(Saved entries)
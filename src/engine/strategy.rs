// src/engine/strategy.rs
//! Prompt construction and result parsing, kept behind `PromptStrategy` so a
//! different market (crypto, commodities) only needs a new implementation.

use once_cell::sync::Lazy;
use regex::Regex;
use serde_json::{Map, Value};

use crate::error::ValidationError;
use crate::types::{NewsItem, Signal, TimeHorizon, CERTAINTY_MAX, CERTAINTY_MIN, SCORE_MAX, SCORE_MIN};

pub trait PromptStrategy: Send + Sync {
    /// `true` marks the item relevant without a fast-pass call.
    fn keyword_bypass(&self, _item: &NewsItem) -> bool {
        false
    }

    fn fast_prompt(&self, item: &NewsItem) -> String;

    fn parse_relevance(&self, output: &str) -> bool {
        parse_relevance(output)
    }

    fn slow_prompt(&self, item: &NewsItem) -> String;

    fn parse_signal(&self, output: &str, item: &NewsItem) -> Result<Signal, ValidationError> {
        parse_signal(output, &item.url)
    }
}

/// Chinese A-share equity analyst.
#[derive(Debug, Clone)]
pub struct AShareStrategy {
    keywords: Vec<String>,
    max_content_chars: usize,
}

impl AShareStrategy {
    pub fn new(keywords: Vec<String>, max_content_chars: usize) -> Self {
        Self {
            keywords: keywords.into_iter().filter(|k| !k.trim().is_empty()).collect(),
            max_content_chars,
        }
    }
}

impl PromptStrategy for AShareStrategy {
    fn keyword_bypass(&self, item: &NewsItem) -> bool {
        self.keywords.iter().any(|k| item.title.contains(k.as_str()))
    }

    fn fast_prompt(&self, item: &NewsItem) -> String {
        let lead: String = item.content.chars().take(200).collect();
        format!(
            r#"You are an A-share quantitative trader. Decide whether the news below belongs to finance, macroeconomics, the stock market, technology or policy.

Title: "{title}"
Lead: "{lead}"

Answer "yes" if it does.
Answer "no" if it is unrelated (entertainment, sports, gossip, minor local events).
Answer with one word only."#,
            title = item.title,
            lead = lead.trim(),
        )
    }

    fn slow_prompt(&self, item: &NewsItem) -> String {
        let content: String = item.content.chars().take(self.max_content_chars).collect();
        format!(
            r#"[Role]
You are a senior quantitative researcher analysing how news affects the Chinese A-share market.

[Input News]
Title: {title}
{content}

[Instructions]
1. Think first inside a <think> block:
   - first-order impact (direct winners and losers);
   - second-order impact (supply chain, competitors, substitutes);
   - the macro backdrop (liquidity, policy cycle) and how strong the signal is.
2. After thinking, output ONE strict JSON object and nothing else:
{{
  "reasoning": "concise conclusion of the analysis",
  "score": <integer -10 (very bearish) .. 10 (very bullish)>,
  "certainty": <integer 0 .. 10>,
  "related_stocks": ["sh.600XXX"],
  "time_horizon": "Short" | "Medium" | "Long"
}}"#,
            title = item.title,
            content = content,
        )
    }
}

static RE_THINK: Lazy<Regex> = Lazy::new(|| Regex::new(r"(?s)<think>.*?</think>").expect("think regex"));

/// Drop `<think>…</think>` reasoning blocks emitted by reasoning models.
pub fn strip_think(s: &str) -> String {
    RE_THINK.replace_all(s, "").into_owned()
}

/// Outermost `{ … }` span.
pub fn extract_json_object(s: &str) -> Option<&str> {
    let start = s.find('{')?;
    let end = s.rfind('}')?;
    (end > start).then(|| &s[start..=end])
}

const NEGATIVE: [&str; 7] = ["not relevant", "irrelevant", "unrelated", "不相关", "无关", "否", "不是"];
const POSITIVE: [&str; 5] = ["relevant", "yes", "是", "相关", "related"];

/// Tolerant binary reading of the fast-pass answer; negatives win.
pub fn parse_relevance(output: &str) -> bool {
    let cleaned = strip_think(output);
    let t = cleaned
        .trim()
        .trim_matches(|c: char| c.is_ascii_punctuation() || matches!(c, '。' | '，' | '！' | '“' | '”'))
        .to_lowercase();
    if NEGATIVE.iter().any(|n| t.contains(n)) {
        return false;
    }
    if t == "no" || t.starts_with("no ") || t.starts_with("no,") || t.starts_with("no.") {
        return false;
    }
    POSITIVE.iter().any(|p| t.contains(p))
}

fn int_field(obj: &Map<String, Value>, field: &'static str, min: i64, max: i64) -> Result<i64, ValidationError> {
    let v = match obj.get(field) {
        None | Some(Value::Null) => return Err(ValidationError::MissingField(field)),
        Some(v) => v,
    };
    let n = match (v.as_i64(), v.as_f64()) {
        (Some(n), _) => n,
        (None, Some(f)) if f.fract() == 0.0 && f.abs() < 1e15 => f as i64,
        _ => return Err(ValidationError::WrongType { field }),
    };
    if n < min || n > max {
        return Err(ValidationError::OutOfRange {
            field,
            value: n,
            min,
            max,
        });
    }
    Ok(n)
}

fn stock_list(obj: &Map<String, Value>) -> Result<Vec<String>, ValidationError> {
    const FIELD: &str = "related_stocks";
    match obj.get(FIELD) {
        None | Some(Value::Null) => Ok(Vec::new()),
        Some(Value::Array(a)) => a
            .iter()
            .map(|x| match x {
                Value::String(s) => Ok(s.trim().to_uppercase()),
                Value::Number(n) => Ok(n.to_string()),
                _ => Err(ValidationError::WrongType { field: FIELD }),
            })
            .collect(),
        Some(_) => Err(ValidationError::WrongType { field: FIELD }),
    }
}

/// Validate slow-pass output against the signal schema.
pub fn parse_signal(output: &str, source_url: &str) -> Result<Signal, ValidationError> {
    let cleaned = strip_think(output);
    let json = extract_json_object(&cleaned).ok_or(ValidationError::NoJson)?;
    let v: Value = serde_json::from_str(json).map_err(|e| ValidationError::Malformed(e.to_string()))?;
    let obj = v
        .as_object()
        .ok_or_else(|| ValidationError::Malformed("top level is not an object".into()))?;

    let reasoning = match obj.get("reasoning") {
        None | Some(Value::Null) => return Err(ValidationError::MissingField("reasoning")),
        Some(Value::String(s)) => s.trim().to_string(),
        Some(_) => return Err(ValidationError::WrongType { field: "reasoning" }),
    };
    let score = int_field(obj, "score", SCORE_MIN, SCORE_MAX)?;
    let certainty = int_field(obj, "certainty", CERTAINTY_MIN, CERTAINTY_MAX)?;
    let related_stocks = stock_list(obj)?;
    let time_horizon = match obj.get("time_horizon") {
        None | Some(Value::Null) => return Err(ValidationError::MissingField("time_horizon")),
        Some(Value::String(s)) => s
            .parse::<TimeHorizon>()
            .map_err(ValidationError::InvalidHorizon)?,
        Some(other) => return Err(ValidationError::InvalidHorizon(other.to_string())),
    };

    Ok(Signal {
        source_url: source_url.to_string(),
        reasoning,
        // bounded to -10..=10 / 0..=10 above
        score: score as i32,
        certainty: certainty as i32,
        related_stocks,
        time_horizon,
    })
}

#[cfg(test)]
mod tests {
    use super::*;

    const GOOD: &str = r#"<think>
rate cut → banks' net interest margin {compressed} but credit demand up
</think>
{"reasoning":"Liquidity positive for large banks","score":8,"certainty":9,"related_stocks":["601398", "sh.600036"],"time_horizon":"Medium"}"#;

    #[test]
    fn parses_signal_after_think_block() {
        let s = parse_signal(GOOD, "https://x/a").unwrap();
        assert_eq!(s.source_url, "https://x/a");
        assert_eq!(s.score, 8);
        assert_eq!(s.certainty, 9);
        assert_eq!(s.related_stocks, vec!["601398".to_string(), "SH.600036".to_string()]);
        assert_eq!(s.time_horizon, TimeHorizon::Medium);
    }

    #[test]
    fn whole_floats_accepted_fractions_rejected() {
        let ok = r#"{"reasoning":"r","score":-3.0,"certainty":5,"time_horizon":"short"}"#;
        assert_eq!(parse_signal(ok, "u").unwrap().score, -3);
        let bad = r#"{"reasoning":"r","score":2.5,"certainty":5,"time_horizon":"Short"}"#;
        assert_eq!(
            parse_signal(bad, "u"),
            Err(ValidationError::WrongType { field: "score" })
        );
    }

    #[test]
    fn schema_violations_are_reported() {
        let missing_score = r#"{"reasoning":"r","certainty":5,"time_horizon":"Short"}"#;
        assert_eq!(parse_signal(missing_score, "u"), Err(ValidationError::MissingField("score")));

        let missing_certainty = r#"{"reasoning":"r","score":1,"time_horizon":"Short"}"#;
        assert_eq!(
            parse_signal(missing_certainty, "u"),
            Err(ValidationError::MissingField("certainty"))
        );

        let out_of_range = r#"{"reasoning":"r","score":11,"certainty":5,"time_horizon":"Short"}"#;
        assert!(matches!(
            parse_signal(out_of_range, "u"),
            Err(ValidationError::OutOfRange { field: "score", value: 11, .. })
        ));

        let bad_horizon = r#"{"reasoning":"r","score":1,"certainty":5,"time_horizon":"Forever"}"#;
        assert_eq!(
            parse_signal(bad_horizon, "u"),
            Err(ValidationError::InvalidHorizon("Forever".into()))
        );

        assert_eq!(parse_signal("I cannot answer that.", "u"), Err(ValidationError::NoJson));
        assert!(matches!(parse_signal("{score: 8}", "u"), Err(ValidationError::Malformed(_))));
    }

    #[test]
    fn relevance_negatives_win() {
        assert!(parse_relevance("relevant"));
        assert!(parse_relevance("Yes."));
        assert!(parse_relevance("是。"));
        assert!(parse_relevance("<think>hmm, not sure</think>yes"));
        assert!(!parse_relevance("not relevant"));
        assert!(!parse_relevance("Irrelevant"));
        assert!(!parse_relevance("No"));
        assert!(!parse_relevance("否"));
        assert!(!parse_relevance("不相关"));
        assert!(!parse_relevance(""));
    }

    #[test]
    fn keyword_bypass_matches_title_only() {
        let s = AShareStrategy::new(vec!["央行".into(), "".into()], 6000);
        let mut item = NewsItem {
            url: "u".into(),
            title: "央行降准".into(),
            content: "".into(),
            source: "s".into(),
            fetched_at: chrono::Utc::now(),
        };
        assert!(s.keyword_bypass(&item));
        item.title = "Sports final".into();
        item.content = "央行".into();
        assert!(!s.keyword_bypass(&item));
    }

    #[test]
    fn slow_prompt_truncates_content() {
        let s = AShareStrategy::new(vec![], 10);
        let item = NewsItem {
            url: "u".into(),
            title: "t".into(),
            content: "0123456789ABCDEF".into(),
            source: "s".into(),
            fetched_at: chrono::Utc::now(),
        };
        let p = s.slow_prompt(&item);
        assert!(p.contains("0123456789"));
        assert!(!p.contains("ABCDEF"));
    }
}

- TASK GOAL -
Using the data above, return each line that includes the word "cleaned".

- OUTPUT FOR THIS TASK -
    let cleaned = strip_think(output);
    let t = cleaned
    let cleaned = strip_think(output);
    let json = extract_json_object(&cleaned).ok_or(ValidationError::NoJson)?;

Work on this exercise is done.